Duncan Savage is following in the footsteps of the likes of Josko Gravner from Friuli, and Frank Cornelissen and Cos from Sicily, all of whom use amphorae in the raising of some of their wines. They find that Georgia is the only country left with skilled craftsmen who can make amphorae large enough; clearly, this is not a practical option for all wineries, however successful the big pots turn out to be as tools for élevage. Another new development has been the emergence of the concrete “egg” tanks made by Nomblot in France. These are appearing in cellars all around the world. I’ve seen them in places as far apart as Oregon and South Africa, for example. Are these merely affectations by biodynamically influenced wine growers, or do they have a significant effect? Aside from metaphysical explanations of their efficacy, I’ve heard it suggested that their shape helps keep yeasts in suspension, removing the need for oxygenintroducing bâtonnage.
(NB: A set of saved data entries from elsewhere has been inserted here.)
//! Mutual exclusion hook around one load -> mutate -> save cycle
//!
//! The store has no read-modify-write atomicity of its own. Callers that may
//! run from several processes install [`FileLock`], which holds an exclusive
//! advisory lock on a sidecar file for the whole cycle. Single-process use
//! keeps [`NoLock`].

use std::fmt;
use std::fs::{File, OpenOptions};
use std::path::{Path, PathBuf};

use fs2::FileExt;

use super::errors::{StoreError, StoreResult};

/// Held for the duration of one store operation; releases on drop.
pub struct LockGuard {
    file: Option<File>,
}

impl LockGuard {
    /// A guard that holds nothing
    pub fn unlocked() -> Self {
        Self { file: None }
    }

    /// Whether an OS lock is held
    pub fn is_held(&self) -> bool {
        self.file.is_some()
    }
}

impl fmt::Debug for LockGuard {
    fn fmt(&self, f: &mut fmt::Formatter<'_>) -> fmt::Result {
        f.debug_struct("LockGuard")
            .field("held", &self.is_held())
            .finish()
    }
}

impl Drop for LockGuard {
    fn drop(&mut self) {
        if let Some(file) = &self.file {
            let _ = FileExt::unlock(file);
        }
    }
}

/// Acquires exclusive access to the document for one operation
pub trait StoreLock: Send + Sync + fmt::Debug {
    fn acquire(&self) -> StoreResult<LockGuard>;
}

/// No locking: single process, single user
#[derive(Debug, Default, Clone, Copy)]
pub struct NoLock;

impl StoreLock for NoLock {
    fn acquire(&self) -> StoreResult<LockGuard> {
        Ok(LockGuard::unlocked())
    }
}

/// Exclusive advisory lock on a sidecar file, blocking until available
#[derive(Debug, Clone)]
pub struct FileLock {
    path: PathBuf,
}

impl FileLock {
    pub fn new(path: impl Into<PathBuf>) -> Self {
        Self { path: path.into() }
    }

    /// Lock file next to the document: `<document>.lock`
    pub fn for_document(document_path: &Path) -> Self {
        let mut name = document_path
            .file_name()
            .map(|n| n.to_os_string())
            .unwrap_or_default();
        name.push(".lock");
        Self::new(document_path.with_file_name(name))
    }

    pub fn path(&self) -> &Path {
        &self.path
    }
}

impl StoreLock for FileLock {
    fn acquire(&self) -> StoreResult<LockGuard> {
        let display = self.path.display().to_string();
        let file = OpenOptions::new()
            .create(true)
            .truncate(false)
            .read(true)
            .write(true)
            .open(&self.path)
            .map_err(|e| StoreError::Lock {
                path: display.clone(),
                source: e,
            })?;
        FileExt::lock_exclusive(&file).map_err(|e| StoreError::Lock {
            path: display,
            source: e,
        })?;
        Ok(LockGuard { file: Some(file) })
    }
}

#[cfg(test)]
mod tests {
    use super::*;
    use tempfile::TempDir;

    #[test]
    fn test_no_lock_holds_nothing() {
        assert!(!NoLock.acquire().unwrap().is_held());
    }

    #[test]
    fn test_lock_path_sits_next_to_document() {
        let lock = FileLock::for_document(Path::new("/var/school/data.json"));
        assert_eq!(lock.path(), Path::new("/var/school/data.json.lock"));
    }

    #[test]
    fn test_file_lock_excludes_other_handles() {
        let temp = TempDir::new().unwrap();
        let lock = FileLock::for_document(&temp.path().join("data.json"));

        let guard = lock.acquire().unwrap();
        assert!(guard.is_held());

        let other = File::open(lock.path()).unwrap();
        assert!(FileExt::try_lock_exclusive(&other).is_err());

        drop(guard);
        assert!(FileExt::try_lock_exclusive(&other).is_ok());
    }

    #[test]
    fn test_reacquire_after_release() {
        let temp = TempDir::new().unwrap();
        let lock = FileLock::for_document(&temp.path().join("data.json"));
        drop(lock.acquire().unwrap());
        assert!(lock.acquire().unwrap().is_held());
    }
}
The Final Stage: Post-Bottling Evolution

When a wine is bottled, the final stage of élevage begins. This is where the issue of closure is so important, because wine is not locked in time but continues to change. Mystery surrounds the nature of this evolution, but at least, with the onset of alternative closures to natural cork, some data are beginning to emerge about the role of oxygen transmission post-bottling on wine evolution. For fine wine, this bottle development is critical; empirical evidence suggests that a bottle, sealed with a decent cork (sadly not a variable that can be controlled) and placed in a cool, dark cellar, achieves the optimum outcome. In some ways, it’s nice that wine isn’t all about science and that there’s still a lot of room left for art. And the art of élevage is one of the mysterious keys to making profound, rather than merely impressive, wines.